Re: [Vo]:defkalion considering to leave Greece (?)

2012-07-19 Thread Akira Shirakawa

On 2012-07-18 23:01, Andre Blum wrote:

according to http://lenrnews.eu/?p=113, DGTG is considering to leave
Greece.

Source is unclear and we are used to better English from Xanthoulis.
Maybe this is a translation by someone from a Greek letter.


By the way, come to think about it, what happened to the "78 countries 
[that] have already approached DGTG with an interest to become exclusive 
licensees to manufacture Hyperion products" as revealed a few weeks ago 
on Peter Gluck's blog? DGTG's business plan was discussed in relatively 
good detail and an overall positive outlook there:


http://egooutpeters.blogspot.it/2012/06/interview-with-defkalion-i-business.html

Aren't 40.5 million Euro x 78 = 3.16 billion Euro enough to start up a 
company, even if it is in Greece with a bad economic situation? Have all 
countries already backed out of this business proposal? Or rather am I 
missing something here?


I say either the email is a blatant fake or we're dealing with 
professional liars (obviously not referring to Peter) if it's authentic.


Cheers,
S.A.





RE: [Vo]:defkalion considering to leave Greece (?)

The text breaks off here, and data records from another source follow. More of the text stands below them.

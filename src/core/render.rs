//! Printable tax-invoice layout.
//!
//! [`layout`] turns an invoice into the blocks and table rows of a printed
//! tax invoice. The PDF renderer and [`InvoiceDocument::to_text`] both draw
//! from this layout, so the two stay identical.
//!
//! Money is rounded for display only (whole rupees; IGST per line to two
//! places). The rounded figures are never written back to the invoice, so a
//! printed total can differ by a fraction of a rupee from the stored one.

use rust_decimal::{Decimal, RoundingStrategy};

use super::states::state_name;
use super::types::{Invoice, Jurisdiction, Party};

/// Printed in place of any missing party detail.
pub const NOT_AVAILABLE: &str = "N/A";

/// Document title.
pub const TITLE: &str = "TAX INVOICE";

/// Closing line at the foot of the page.
pub const FOOTER: &str = "Thank you for your business!";

/// Laid-out tax invoice, ready to draw.
#[derive(Debug, Clone, PartialEq, Eq)]
pub struct InvoiceDocument {
    /// Seller name, upper-cased.
    pub heading: String,
    pub title: &'static str,
    /// "Invoice No: ...    Date: dd/mm/yyyy".
    pub number_line: String,
    pub seller: PartyBlock,
    pub buyer: PartyBlock,
    /// State of the buyer's registration, when it can be told from the GSTIN.
    pub place_of_supply: Option<String>,
    /// Whether the item table and totals carry IGST.
    pub show_igst: bool,
    pub columns: Vec<&'static str>,
    pub rows: Vec<Vec<String>>,
    /// (label, value) pairs of the totals section.
    pub totals: Vec<(&'static str, String)>,
    pub amount_in_words: String,
    /// Notes box, one entry per line.
    pub bank_details: Vec<String>,
    /// Terms box, one entry per line.
    pub terms: Vec<String>,
    pub footer: &'static str,
}

/// Seller or buyer details box.
#[derive(Debug, Clone, PartialEq, Eq)]
pub struct PartyBlock {
    pub heading: &'static str,
    pub name: String,
    pub address: String,
    pub gstin: String,
    pub phone: String,
    pub email: String,
}

impl PartyBlock {
    fn new(heading: &'static str, party: &Party) -> Self {
        Self {
            heading,
            name: or_na(Some(&party.name)),
            address: or_na(Some(&party.address)),
            gstin: or_na(party.gstin.as_deref()),
            phone: or_na(party.phone.as_deref()),
            email: or_na(party.email.as_deref()),
        }
    }

    /// "Label: value" lines in print order.
    pub fn lines(&self) -> [String; 5] {
        [
            format!("Name: {}", self.name),
            format!("Address: {}", self.address),
            format!("GSTIN: {}", self.gstin),
            format!("Phone: {}", self.phone),
            format!("Email: {}", self.email),
        ]
    }
}

/// Lay out an invoice for printing.
pub fn layout(invoice: &Invoice) -> InvoiceDocument {
    let show_igst = invoice.jurisdiction() == Jurisdiction::OtherState;

    let columns = if show_igst {
        vec!["Sr.", "Item Description", "HSN", "Qty", "Rate", "Amount", "IGST", "Total"]
    } else {
        vec!["Sr.", "Item Description", "HSN", "Qty", "Rate", "Amount", "Total"]
    };

    let rows = invoice
        .items
        .iter()
        .enumerate()
        .map(|(i, item)| {
            let mut row = vec![
                (i + 1).to_string(),
                item.description.clone(),
                item.hsn_code.clone().unwrap_or_default(),
                item.quantity.normalize().to_string(),
                display_whole(item.rate),
                display_whole(item.tax.amount),
            ];
            if show_igst {
                row.push(display_two(item.tax.igst));
            }
            row.push(display_whole(item.tax.total));
            row
        })
        .collect();

    let t = &invoice.totals;
    let mut totals = vec![
        ("Subtotal", display_whole(t.subtotal)),
        ("CGST Total", display_whole(t.cgst_total)),
        ("SGST Total", display_whole(t.sgst_total)),
    ];
    if show_igst {
        totals.push(("IGST Total", display_whole(t.igst_total)));
    }
    totals.push(("Grand Total", display_whole(t.grand_total)));

    let place_of_supply = invoice
        .buyer
        .gstin
        .as_deref()
        .map(str::trim)
        .and_then(|g| g.get(..2))
        .and_then(|code| state_name(code).map(|name| format!("{name} ({code})")));

    InvoiceDocument {
        heading: invoice.seller.name.to_uppercase(),
        title: TITLE,
        number_line: format!(
            "Invoice No: {}    Date: {}",
            invoice.invoice_number.as_deref().unwrap_or(""),
            invoice.invoice_date.format("%d/%m/%Y")
        ),
        seller: PartyBlock::new("Seller Details", &invoice.seller),
        buyer: PartyBlock::new("Buyer Details", &invoice.buyer),
        place_of_supply,
        show_igst,
        columns,
        rows,
        totals,
        amount_in_words: or_na(Some(&invoice.totals.amount_in_words)),
        bank_details: text_lines(invoice.notes.as_deref()),
        terms: text_lines(invoice.terms.as_deref()),
        footer: FOOTER,
    }
}

impl InvoiceDocument {
    /// Render as fixed-width plain text for printing.
    pub fn to_text(&self) -> String {
        let mut out = Vec::new();
        out.push(self.heading.clone());
        out.push(self.title.to_string());
        out.push(self.number_line.clone());
        out.push(String::new());

        for block in [&self.seller, &self.buyer] {
            out.push(block.heading.to_string());
            out.extend(block.lines());
            out.push(String::new());
        }
        if let Some(place) = &self.place_of_supply {
            out.push(format!("Place of Supply: {place}"));
            out.push(String::new());
        }

        out.extend(self.table_lines());
        out.push(String::new());

        for (label, value) in &self.totals {
            out.push(format!("{label}: {value}"));
        }
        out.push(format!("Amount in Words: {}", self.amount_in_words));
        out.push(String::new());

        out.push("Bank Details:".to_string());
        out.extend(self.bank_details.iter().cloned());
        out.push(String::new());

        out.push("Terms & Conditions:".to_string());
        out.extend(self.terms.iter().map(|t| format!("• {t}")));
        out.push(String::new());

        out.push(self.footer.to_string());
        out.join("\n")
    }

    /// Item table as aligned text lines (header first). The first three
    /// columns are left-aligned, figures right-aligned.
    pub fn table_lines(&self) -> Vec<String> {
        let mut widths: Vec<usize> = self.columns.iter().map(|c| c.chars().count()).collect();
        for row in &self.rows {
            for (w, cell) in widths.iter_mut().zip(row) {
                *w = (*w).max(cell.chars().count());
            }
        }

        let mut lines = vec![format_row(&self.columns, &widths)];
        for row in &self.rows {
            let cells: Vec<&str> = row.iter().map(String::as_str).collect();
            lines.push(format_row(&cells, &widths));
        }
        lines
    }
}

fn format_row(cells: &[&str], widths: &[usize]) -> String {
    cells
        .iter()
        .zip(widths)
        .enumerate()
        .map(|(i, (cell, &w))| {
            if i > 2 {
                format!("{cell:>w$}")
            } else {
                format!("{cell:<w$}")
            }
        })
        .collect::<Vec<_>>()
        .join("  ")
        .trim_end()
        .to_string()
}

/// Round to whole rupees for display (half away from zero).
pub fn display_whole(value: Decimal) -> String {
    value
        .round_dp_with_strategy(0, RoundingStrategy::MidpointAwayFromZero)
        .to_string()
}

/// Round to paise for display.
pub fn display_two(value: Decimal) -> String {
    let rounded = value.round_dp_with_strategy(2, RoundingStrategy::MidpointAwayFromZero);
    format!("{rounded:.2}")
}

fn or_na(value: Option<&str>) -> String {
    match value.map(str::trim) {
        Some(v) if !v.is_empty() => v.to_string(),
        _ => NOT_AVAILABLE.to_string(),
    }
}

fn text_lines(text: Option<&str>) -> Vec<String> {
    text.map(|t| t.lines().map(|l| l.trim_end().to_string()).collect())
        .unwrap_or_default()
}
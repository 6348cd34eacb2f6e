#![no_main]

use libfuzzer_sys::fuzz_target;

fuzz_target!(|data: &[u8]| {
    if let Ok(s) = std::str::from_utf8(data) {
        // Errors are fine, panics are bugs.
        if let Ok(report) = gstbill::sheet::import_products(s, &[]) {
            assert!(report.imported.iter().all(|p| !p.rate.is_zero() && !p.rate.is_sign_negative()));
        }
        let _ = gstbill::sheet::import_customers(s, &[]);
    }
});
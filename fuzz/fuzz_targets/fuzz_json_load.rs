#![no_main]

use libfuzzer_sys::fuzz_target;

fuzz_target!(|data: &[u8]| {
    if let Ok(s) = std::str::from_utf8(data) {
        // Stored values are taken as they are; checking, printing and
        // recalculating them must not panic.
        if let Ok(mut invoice) = gstbill::json::from_json(s) {
            let _ = gstbill::core::validate_arithmetic(&invoice);
            let _ = gstbill::core::layout(&invoice).to_text();
            invoice.recalculate();
            let _ = gstbill::core::validate_invoice(&invoice);
            let _ = gstbill::core::layout(&invoice).to_text();
        }
    }
});
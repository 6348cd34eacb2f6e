//! Units of measure offered on invoice lines and catalog products.
//!
//! The label is what gets printed in the item table and stored in the
//! invoice document, so it is kept exactly as entered ("Nos", "Kg", ...).

use serde::{Deserialize, Serialize};

/// Unit of measure for a line item or product.
#[derive(Debug, Clone, Copy, Default, PartialEq, Eq, Hash, Serialize, Deserialize)]
pub enum Unit {
    /// Numbers (generic count).
    #[default]
    Nos,
    /// Kilogram.
    Kg,
    /// Litre.
    Ltr,
    /// Metre.
    Mtr,
    /// Pieces.
    Pcs,
    /// Box.
    Box,
    /// Set.
    Set,
    /// Pair.
    Pair,
}

impl Unit {
    /// All units, in the order they are offered for selection.
    pub const ALL: [Unit; 8] = [
        Unit::Nos,
        Unit::Kg,
        Unit::Ltr,
        Unit::Mtr,
        Unit::Pcs,
        Unit::Box,
        Unit::Set,
        Unit::Pair,
    ];

    /// Printed label.
    pub fn label(&self) -> &'static str {
        match self {
            Self::Nos => "Nos",
            Self::Kg => "Kg",
            Self::Ltr => "Ltr",
            Self::Mtr => "Mtr",
            Self::Pcs => "Pcs",
            Self::Box => "Box",
            Self::Set => "Set",
            Self::Pair => "Pair",
        }
    }

    /// Parse from a label. Matching ignores case and surrounding whitespace.
    pub fn from_label(label: &str) -> Option<Self> {
        let label = label.trim();
        Self::ALL
            .into_iter()
            .find(|u| u.label().eq_ignore_ascii_case(label))
    }
}

impl std::fmt::Display for Unit {
    fn fmt(&self, f: &mut std::fmt::Formatter<'_>) -> std::fmt::Result {
        f.write_str(self.label())
    }
}

/// Check whether `label` names a known unit.
pub fn is_known_unit_label(label: &str) -> bool {
    Unit::from_label(label).is_some()
}
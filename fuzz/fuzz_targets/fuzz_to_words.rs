#![no_main]

use libfuzzer_sys::fuzz_target;

fuzz_target!(|n: u64| {
    let words = gstbill::core::to_words(n);
    assert!(words.ends_with("Rupees Only"));
    assert_eq!(words.matches("Rupees Only").count(), 1);
});
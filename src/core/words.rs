//! Amount in words, Indian numbering.
//!
//! Groups are Thousand (10^3), Lakh (10^5) and Crore (10^7). Every
//! rendering ends in "Rupees Only", exactly once.

use rust_decimal::Decimal;
use rust_decimal::prelude::ToPrimitive;

/// Words for an amount of zero.
pub const ZERO_IN_WORDS: &str = "Zero Rupees Only";

const SUFFIX: &str = "Rupees Only";
const THOUSAND: u128 = 1_000;
const LAKH: u128 = 100_000;
const CRORE: u128 = 10_000_000;

const ONES: [&str; 10] = [
    "", "One", "Two", "Three", "Four", "Five", "Six", "Seven", "Eight", "Nine",
];
const TEENS: [&str; 10] = [
    "Ten",
    "Eleven",
    "Twelve",
    "Thirteen",
    "Fourteen",
    "Fifteen",
    "Sixteen",
    "Seventeen",
    "Eighteen",
    "Nineteen",
];
const TENS: [&str; 10] = [
    "", "", "Twenty", "Thirty", "Forty", "Fifty", "Sixty", "Seventy", "Eighty", "Ninety",
];

/// Render a whole rupee amount in words.
///
/// ```
/// use gstbill::core::to_words;
///
/// assert_eq!(to_words(0), "Zero Rupees Only");
/// assert_eq!(
///     to_words(1234),
///     "One Thousand Two Hundred and Thirty Four Rupees Only"
/// );
/// assert_eq!(to_words(100_000), "One Lakh Rupees Only");
/// ```
pub fn to_words(n: u64) -> String {
    words_for(n.into())
}

/// Render a money amount in words after dropping the paise (floor).
///
/// Negative amounts render as zero. Any `Decimal` fits, so totals past
/// `u64::MAX` still read correctly.
pub fn amount_in_words(amount: Decimal) -> String {
    let rupees = amount.floor().to_u128().unwrap_or(0);
    words_for(rupees)
}

fn words_for(n: u128) -> String {
    if n == 0 {
        return ZERO_IN_WORDS.to_string();
    }
    let mut words = Vec::new();
    push_indian(n, &mut words);
    words.push(SUFFIX);
    words.join(" ")
}

/// Push the words for `n` (> 0) using Thousand/Lakh/Crore grouping.
fn push_indian(n: u128, words: &mut Vec<&'static str>) {
    if n >= CRORE {
        // Crore counts past 999 are grouped again ("One Thousand Crore").
        push_indian(n / CRORE, words);
        words.push("Crore");
        let rest = n % CRORE;
        if rest != 0 {
            push_indian(rest, words);
        }
        return;
    }

    if n >= LAKH {
        push_below_thousand(n / LAKH, words);
        words.push("Lakh");
    }

    let thousands = (n % LAKH) / THOUSAND;
    if thousands != 0 {
        push_below_thousand(thousands, words);
        words.push("Thousand");
    }

    push_below_thousand(n % THOUSAND, words);
}

/// Push the words for `n % 1000`. Zero pushes nothing.
fn push_below_thousand(n: u128, words: &mut Vec<&'static str>) {
    let n = (n % THOUSAND) as usize;
    let (hundreds, rest) = (n / 100, n % 100);

    if hundreds != 0 {
        words.push(ONES[hundreds]);
        words.push("Hundred");
        if rest != 0 {
            words.push("and");
        }
    }

    match rest {
        0 => {}
        1..=9 => words.push(ONES[rest]),
        10..=19 => words.push(TEENS[rest - 10]),
        _ => {
            words.push(TENS[rest / 10]);
            if rest % 10 != 0 {
                words.push(ONES[rest % 10]);
            }
        }
    }
}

2012-07-18 Thread MarkI-ZeroPoint
The following is all speculation, but I think it's pretty clear what when
down.

 

Due to Stremmenos' connections to the Greek govt, DGT obtained their funding
from the govt  --  Better to make deal with most desperate partner so one
doesn't have to give up much ownership - it's all about leverage.  However,
like any deal with the govt, there are major strings attached.  And one of
the strings was a deadline since the dire nature of the financial situation
made it very difficult for the govt connection to supply funds for very
long. Shit hits the fan:  Rossi wants a divorce!  And DGT is left with E-Cat
reactors which were not reliable and would go quiescent - definitely NOT
ready for commercialization -- so DGT needed to stall the govt while they
tried to solve the problems. "Just give us some more $ and some time, and
we'll hire the scientists and engineers and fix the problems ourselves!"
OK, DGT bought themselves another 6 months. This would also explain why they
were playing nice with Rossi even after the divorce - hoping they could
patch things up.  But this split, and the realization that Rossi would not
come back, was the extreme pressure causing DGT to take a peek at Rossi's
secret sauce.   More time goes by, DGT stalls with fancy mockup of a
finished unit to show they're almost there, but in reality, they are still
not ready for commercialization.  More time goes by. unrest in Greece
escalates. govt throws a hardball and DGT is given an ultimatum.  This
latest letter is DGT's threat back that they will simply pack up the lab and
move to another country if funding is stopped.  Also would explain why
Stremmenos abandoned DGT. in his mind, he had to select a side, and in his
estimation, Rossi was not quite as ugly as DGT/Greece.  

 

Who's got the leverage now, Greek govt or DGT?  Well, if DGT shows something
significant at ICCF, then Greek govt will kiss A$$, and DGT will probably be
staying in Greece.  Unless, someone makes them an offer they can't refuse!
J  This is way too exciting!!  The movie rights alone are worth millions.

 

-Mark  

 

 

From: Chemical Engineer [mailto:cheme...@gmail.com] 
Sent: Wednesday, July 18, 2012 5:07 PM
To: vortex-l@eskimo.com
Subject: Re: [Vo]:defkalion considering to leave Greece (?)

 

Just tell Defkalion to setup a US Company of which the Greek company will be
a subsidiary, call Stephen Chu and apply to the US Dept of Energy for a
$1.6B loan guarantee for independent green power production in California
(equivalent to 40, $40M license agreements).  Spend at least 5% of that loan
to lobby for more government money.  Defkalion's money woes will be solved
and the loan comes with a free Fisker Karma and an A123 fire breathing
battery pack(possibly LENR boosted) - I could not resist.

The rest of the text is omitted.